The shelling or bombing of the Doctors without Borders
hospital in Kunduz, Afghanistan, reminds me of my time in an artillery battery
in Vietnam. In general we only fired at
targets that had been precleared by someone in our chain of command, or we
fired for forward observers who were engaged with the enemy. In a few cases, working with our quad-50
machine gun crew, we would have to seek clearance to fire at someone who we
thought was sneaking around our perimeter, just in case it was a South
Vietnamese unit wandering around.
We had a number of no-fire areas marked on our maps and
charts, indicating the locations of towns and bases. I don’t think we ever fired into one of these
no-fire zones. It would have required
all kinds of special clearances.
From the discussion it sounds as if the question in Kunduz
is whether the Afghan or US forces were taking fire from the hospital. Even if they were taking fire from the
hospital, would that warrant calling in an air strike on it? In Vietnam there was supposedly a pretty
rigorous process for clearing a fire mission on a target that was not engaged
in actual combat.
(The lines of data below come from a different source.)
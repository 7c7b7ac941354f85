//! Error handling for Gatekeeper.
//!
//! This module provides:
//! - The authorization error taxonomy (`AuthzError`)
//! - Stable machine-readable error codes with HTTP status mapping
//! - Severity-driven logging with tracing integration
//! - Error counters for observability
//!
//! None of these errors ever reach the enforcement path: `Enforcer::is_allowed`
//! only returns a boolean. They are returned to administrative callers and to
//! whoever triggers a reload.

use axum::{
    http::StatusCode,
    response::{IntoResponse, Response},
    Json,
};
use metrics::counter;
use serde::{Deserialize, Serialize};
use std::fmt;
use std::time::Duration;
use thiserror::Error;
use tracing::{error, warn};

use crate::rbac::models::{PolicyRule, RoleInheritance};

// ═══════════════════════════════════════════════════════════════════════════════
// Result Type Alias
// ═══════════════════════════════════════════════════════════════════════════════

/// A specialized Result type for Gatekeeper operations.
pub type Result<T> = std::result::Result<T, AuthzError>;

// ═══════════════════════════════════════════════════════════════════════════════
// Error Codes
// ═══════════════════════════════════════════════════════════════════════════════

/// Machine-readable error codes for API responses.
///
/// These codes are stable and can be used by clients for programmatic error handling.
#[derive(Debug, Clone, Copy, PartialEq, Eq, Hash, Serialize, Deserialize)]
#[serde(rename_all = "SCREAMING_SNAKE_CASE")]
pub enum ErrorCode {
    // Policy errors (1000-1099)
    DuplicateRule,
    DuplicateEdge,
    NotFound,
    CycleDetected,
    UnknownRole,
    UpdateInconsistent,

    // Store errors (2000-2099)
    StoreUnavailable,
    ReloadTimeout,

    // Authorization (4000-4099)
    Forbidden,

    // Validation (4100-4199)
    InvalidInput,

    // Configuration (5000-5099)
    ConfigurationError,
}

impl ErrorCode {
    /// Get the numeric code for this error.
    pub const fn numeric_code(&self) -> u32 {
        match self {
            Self::DuplicateRule => 1000,
            Self::DuplicateEdge => 1001,
            Self::NotFound => 1002,
            Self::CycleDetected => 1003,
            Self::UnknownRole => 1004,
            Self::UpdateInconsistent => 1005,

            Self::StoreUnavailable => 2000,
            Self::ReloadTimeout => 2001,

            Self::Forbidden => 4001,

            Self::InvalidInput => 4100,

            Self::ConfigurationError => 5000,
        }
    }

    /// Get the HTTP status code for this error.
    pub const fn http_status(&self) -> StatusCode {
        match self {
            Self::DuplicateRule | Self::DuplicateEdge => StatusCode::CONFLICT,
            Self::NotFound => StatusCode::NOT_FOUND,
            Self::CycleDetected | Self::UnknownRole | Self::InvalidInput => {
                StatusCode::UNPROCESSABLE_ENTITY
            }
            Self::Forbidden => StatusCode::FORBIDDEN,
            Self::StoreUnavailable | Self::ReloadTimeout => StatusCode::SERVICE_UNAVAILABLE,
            Self::UpdateInconsistent | Self::ConfigurationError => {
                StatusCode::INTERNAL_SERVER_ERROR
            }
        }
    }

    /// Check if this error is retryable.
    pub const fn is_retryable(&self) -> bool {
        matches!(self, Self::StoreUnavailable | Self::ReloadTimeout)
    }

    /// Get the error category for grouping.
    pub const fn category(&self) -> &'static str {
        match self.numeric_code() {
            1000..=1099 => "policy",
            2000..=2099 => "store",
            4000..=4099 => "authorization",
            4100..=4199 => "validation",
            5000..=5099 => "configuration",
            _ => "unknown",
        }
    }
}

impl fmt::Display for ErrorCode {
    fn fmt(&self, f: &mut fmt::Formatter<'_>) -> fmt::Result {
        write!(f, "{:?}", self)
    }
}

// ═══════════════════════════════════════════════════════════════════════════════
// Error Severity
// ═══════════════════════════════════════════════════════════════════════════════

/// Severity level for errors (affects logging).
#[derive(Debug, Clone, Copy, PartialEq, Eq, Serialize, Deserialize)]
#[serde(rename_all = "lowercase")]
pub enum ErrorSeverity {
    /// Rejected administrative requests
    Low,
    /// Operational issues
    Medium,
    /// Store failures
    High,
    /// A permission gap was left behind
    Critical,
}

impl ErrorSeverity {
    /// Get severity based on error code.
    pub const fn from_code(code: &ErrorCode) -> Self {
        match code {
            ErrorCode::DuplicateRule
            | ErrorCode::DuplicateEdge
            | ErrorCode::NotFound
            | ErrorCode::UnknownRole
            | ErrorCode::InvalidInput
            | ErrorCode::Forbidden => Self::Low,

            ErrorCode::CycleDetected | ErrorCode::ReloadTimeout => Self::Medium,

            ErrorCode::StoreUnavailable | ErrorCode::ConfigurationError => Self::High,

            ErrorCode::UpdateInconsistent => Self::Critical,
        }
    }
}

// ═══════════════════════════════════════════════════════════════════════════════
// Main Error Type
// ═══════════════════════════════════════════════════════════════════════════════

/// Errors raised by the policy store, the role graph and the administrative
/// operations around the enforcer.
#[derive(Debug, Error)]
pub enum AuthzError {
    #[error("Policy rule already exists: {0}")]
    DuplicateRule(PolicyRule),

    #[error("Inheritance edge already exists: {0}")]
    DuplicateEdge(RoleInheritance),

    #[error("{entity} not found: {key}")]
    NotFound { entity: &'static str, key: String },

    #[error("Role inheritance cycle detected: {}", .path.join(" -> "))]
    CycleDetected { path: Vec<String> },

    #[error("Unknown role: {0}")]
    UnknownRole(String),

    #[error("Policy store unavailable: {message}")]
    StoreUnavailable {
        message: String,
        #[source]
        source: Option<Box<dyn std::error::Error + Send + Sync + 'static>>,
    },

    #[error("Policy reload timed out after {0:?}")]
    ReloadTimeout(Duration),

    #[error("Update left policy inconsistent: {old} was deleted but {new} was not created")]
    UpdateInconsistent {
        old: PolicyRule,
        new: PolicyRule,
        #[source]
        source: Box<AuthzError>,
    },

    #[error("Invalid input: {0}")]
    InvalidInput(String),

    #[error("Configuration error: {0}")]
    Configuration(String),
}

impl AuthzError {
    // ─────────────────────────────────────────────────────────────────────────
    // Constructors
    // ─────────────────────────────────────────────────────────────────────────

    pub fn not_found(entity: &'static str, key: impl fmt::Display) -> Self {
        Self::NotFound {
            entity,
            key: key.to_string(),
        }
    }

    pub fn cycle_detected<I, S>(path: I) -> Self
    where
        I: IntoIterator<Item = S>,
        S: fmt::Display,
    {
        Self::CycleDetected {
            path: path.into_iter().map(|r| r.to_string()).collect(),
        }
    }

    pub fn store_unavailable(message: impl Into<String>) -> Self {
        Self::StoreUnavailable {
            message: message.into(),
            source: None,
        }
    }

    pub fn store_unavailable_with<E>(message: impl Into<String>, source: E) -> Self
    where
        E: std::error::Error + Send + Sync + 'static,
    {
        Self::StoreUnavailable {
            message: message.into(),
            source: Some(Box::new(source)),
        }
    }

    // ─────────────────────────────────────────────────────────────────────────
    // Accessors
    // ─────────────────────────────────────────────────────────────────────────

    /// Get the error code.
    pub fn code(&self) -> ErrorCode {
        match self {
            Self::DuplicateRule(_) => ErrorCode::DuplicateRule,
            Self::DuplicateEdge(_) => ErrorCode::DuplicateEdge,
            Self::NotFound { .. } => ErrorCode::NotFound,
            Self::CycleDetected { .. } => ErrorCode::CycleDetected,
            Self::UnknownRole(_) => ErrorCode::UnknownRole,
            Self::StoreUnavailable { .. } => ErrorCode::StoreUnavailable,
            Self::ReloadTimeout(_) => ErrorCode::ReloadTimeout,
            Self::UpdateInconsistent { .. } => ErrorCode::UpdateInconsistent,
            Self::InvalidInput(_) => ErrorCode::InvalidInput,
            Self::Configuration(_) => ErrorCode::ConfigurationError,
        }
    }

    /// Get the HTTP status code.
    pub fn http_status(&self) -> StatusCode {
        self.code().http_status()
    }

    /// Check if this error is retryable.
    pub fn is_retryable(&self) -> bool {
        self.code().is_retryable()
    }

    /// Get the error severity.
    pub fn severity(&self) -> ErrorSeverity {
        ErrorSeverity::from_code(&self.code())
    }

    // ─────────────────────────────────────────────────────────────────────────
    // Logging
    // ─────────────────────────────────────────────────────────────────────────

    /// Log this error at its severity and count it.
    pub fn log(&self) {
        let code = self.code();
        let category = code.category();

        match self.severity() {
            ErrorSeverity::Critical => {
                error!(
                    error_code = %code,
                    category = category,
                    error = %self,
                    source = ?std::error::Error::source(self).map(|s| s.to_string()),
                    "CRITICAL ERROR"
                );
            }
            ErrorSeverity::High => {
                error!(error_code = %code, category = category, error = %self, "Store error");
            }
            ErrorSeverity::Medium => {
                warn!(error_code = %code, category = category, error = %self, "Operation rejected");
            }
            ErrorSeverity::Low => {
                tracing::debug!(
                    error_code = %code,
                    category = category,
                    error = %self,
                    "Request rejected"
                );
            }
        }

        self.record_metrics();
    }

    fn record_metrics(&self) {
        let code = self.code();
        counter!(
            "gatekeeper_errors_total",
            "code" => code.to_string(),
            "category" => code.category().to_string(),
            "severity" => format!("{:?}", self.severity()),
        )
        .increment(1);
    }
}

// ═══════════════════════════════════════════════════════════════════════════════
// API Response
// ═══════════════════════════════════════════════════════════════════════════════

/// Error response for API clients.
#[derive(Debug, Serialize, Deserialize)]
pub struct ErrorResponse {
    /// Always false for errors
    pub success: bool,

    /// Error information
    pub error: ErrorInfo,
}

/// Detailed error information for API responses.
#[derive(Debug, Serialize, Deserialize)]
pub struct ErrorInfo {
    pub code: ErrorCode,
    pub numeric_code: u32,
    pub message: String,
    pub timestamp: chrono::DateTime<chrono::Utc>,
}

impl ErrorResponse {
    pub fn new(code: ErrorCode, message: impl Into<String>) -> Self {
        Self {
            success: false,
            error: ErrorInfo {
                code,
                numeric_code: code.numeric_code(),
                message: message.into(),
                timestamp: chrono::Utc::now(),
            },
        }
    }
}

impl From<&AuthzError> for ErrorResponse {
    fn from(error: &AuthzError) -> Self {
        Self::new(error.code(), error.to_string())
    }
}

// ═══════════════════════════════════════════════════════════════════════════════
// Axum Integration
// ═══════════════════════════════════════════════════════════════════════════════

impl IntoResponse for AuthzError {
    fn into_response(self) -> Response {
        self.log();

        let status = self.http_status();
        let response = ErrorResponse::from(&self);

        (status, Json(response)).into_response()
    }
}

// ═══════════════════════════════════════════════════════════════════════════════
// From Implementations for Common Error Types
// ═══════════════════════════════════════════════════════════════════════════════

impl From<sqlx::Error> for AuthzError {
    fn from(error: sqlx::Error) -> Self {
        let message = match &error {
            sqlx::Error::PoolTimedOut | sqlx::Error::PoolClosed => "connection pool unavailable",
            sqlx::Error::Io(_) | sqlx::Error::Tls(_) => "connection to policy database failed",
            sqlx::Error::Database(_) => "policy database rejected the query",
            _ => "policy database error",
        };
        Self::store_unavailable_with(message, error)
    }
}

impl From<sqlx::migrate::MigrateError> for AuthzError {
    fn from(error: sqlx::migrate::MigrateError) -> Self {
        Self::store_unavailable_with("policy schema migration failed", error)
    }
}

impl From<config::ConfigError> for AuthzError {
    fn from(error: config::ConfigError) -> Self {
        Self::Configuration(error.to_string())
    }
}

impl From<std::io::Error> for AuthzError {
    fn from(error: std::io::Error) -> Self {
        Self::InvalidInput(format!("failed to read policy input: {}", error))
    }
}

// ═══════════════════════════════════════════════════════════════════════════════
// Tests
// ═══════════════════════════════════════════════════════════════════════════════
American liaison
officers checked with Vietnamese contacts about whether there were any
civilians or friendly troops in the area.
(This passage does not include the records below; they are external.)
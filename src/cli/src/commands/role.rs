//! User role assignment commands.

use anyhow::Result;
use clap::Subcommand;
use gatekeeper_core::rbac::{RoleName, UserId};
use gatekeeper_core::Gatekeeper;
use serde::Serialize;
use tabled::Tabled;

use crate::output::{self, OutputFormat};

#[derive(Subcommand)]
pub enum RoleCommands {
    /// List every user role assignment
    List,

    /// Assign a role to a user, replacing any previous one
    Assign { user: String, role: String },

    /// Show the role assigned to a user
    Show { user: String },

    /// Remove every role from a user
    Clear {
        user: String,

        /// Confirm the removal; without it nothing is removed
        #[arg(short, long)]
        force: bool,
    },
}

#[derive(Debug, Serialize, Tabled)]
struct AssignmentRow {
    #[tabled(rename = "User")]
    user_id: String,
    #[tabled(rename = "Role")]
    role: String,
}

#[derive(Debug, Serialize)]
struct ClearResult {
    user_id: String,
    removed: usize,
}

pub async fn execute(
    cmd: RoleCommands,
    gatekeeper: &Gatekeeper,
    format: OutputFormat,
) -> Result<()> {
    let admin = &gatekeeper.admin;

    match cmd {
        RoleCommands::List => {
            let rows: Vec<AssignmentRow> = admin
                .list_assignments()
                .await?
                .into_iter()
                .map(|a| AssignmentRow {
                    user_id: a.user_id.to_string(),
                    role: a.role.to_string(),
                })
                .collect();
            output::print_list(&rows, format)?;
        }

        RoleCommands::Assign { user, role } => {
            let user_id = UserId::new(user);
            let role = RoleName::new(role);
            let receipt = admin.assign_user_role(&user_id, &role).await?;
            output::print_receipt(
                &format!("Assigned role {} to {}", role, user_id),
                &receipt,
                format,
            )?;
        }

        RoleCommands::Show { user } => {
            let user_id = UserId::new(user);
            let role = admin.role_of_user(&user_id).await?;
            match format {
                OutputFormat::Table => {
                    output::print_header(&format!("User: {}", user_id));
                    output::print_detail("Role", role.as_str());
                }
                _ => output::print_item(
                    &AssignmentRow {
                        user_id: user_id.to_string(),
                        role: role.to_string(),
                    },
                    format,
                )?,
            }
        }

        RoleCommands::Clear { user, force } => {
            if !force {
                output::print_info(
                    "This will remove every role of the user. Use --force to confirm.",
                );
                return Ok(());
            }

            let user_id = UserId::new(user);
            let (removed, receipt) = admin.remove_user_roles(&user_id).await?;
            match format {
                OutputFormat::Table => {
                    if removed == 0 {
                        output::print_info(&format!("{} had no roles", user_id));
                    } else {
                        output::print_receipt(
                            &format!("Removed {} role(s) from {}", removed, user_id),
                            &receipt,
                            format,
                        )?;
                    }
                }
                _ => output::print_item(
                    &ClearResult {
                        user_id: user_id.to_string(),
                        removed,
                    },
                    format,
                )?,
            }
        }
    }

    Ok(())
}

#[cfg(test)]
mod tests {
    use super::*;
    use gatekeeper_core::config::Config;
    use gatekeeper_core::rbac::{Action, PolicyRule};

    #[tokio::test]
    async fn test_clear_requires_force() {
        let gatekeeper = Gatekeeper::from_config(&Config::default()).await.unwrap();
        let user_id = UserId::new("u1");
        gatekeeper
            .admin
            .create_policy(&PolicyRule::new("viewer", "/docs", Action::Read))
            .await
            .unwrap();
        gatekeeper
            .admin
            .assign_user_role(&user_id, &RoleName::new("viewer"))
            .await
            .unwrap();

        let clear = |force| RoleCommands::Clear {
            user: "u1".to_string(),
            force,
        };

        execute(clear(false), &gatekeeper, OutputFormat::Json)
            .await
            .unwrap();
        assert_eq!(
            gatekeeper.admin.role_of_user(&user_id).await.unwrap(),
            RoleName::new("viewer")
        );

        execute(clear(true), &gatekeeper, OutputFormat::Json)
            .await
            .unwrap();
        assert!(gatekeeper.admin.role_of_user(&user_id).await.is_err());
    }
}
The situation would have been complicated in Kunduz because
the city had been friendly until the Taliban takeover. The entire city would have been a no-fire
area, and there would have been to reason to fire into it. With the Taliban attack, the whole city would
still be considered a no-fire area because there would be civilians
everywhere. However, if friendly troops
were taking heavy fire, there would have been a debate about whether it was
necessary to accept “collateral damage” in order to neutralize the enemy. It would seem that a decision of that nature
should have been made pretty high up.
Doctors without Borders claims that no one was firing from
the hospital. In that case, there seems
no justification for attacking it.
However, if they are wrong and there was firing, then maybe there was
justification, but Doctors without Borders legitimately would want to know who
decided that they were expendable. I
guess that is what the military review will try to determine. I am inclined to give our troops the benefit
of the doubt in the fog of war, but screw-up do happen.
In Vietnam one night someone came up on our radio channel
asking if we were firing at certain coordinates. We were not, but we could hear him asking
other batteries if they were firing there.
Finally one battery answered and said that they had just finished a “battery
three-by-three” on that target. The
stranger on the net said that it was a small town, which was now
destroyed. A “battery three-by-three”
means that an entire artillery battery, probably four large or six small guns,
fired nine volleys in the shape of a box around the target. Obviously something went wrong in the
clearance process for that fire mission.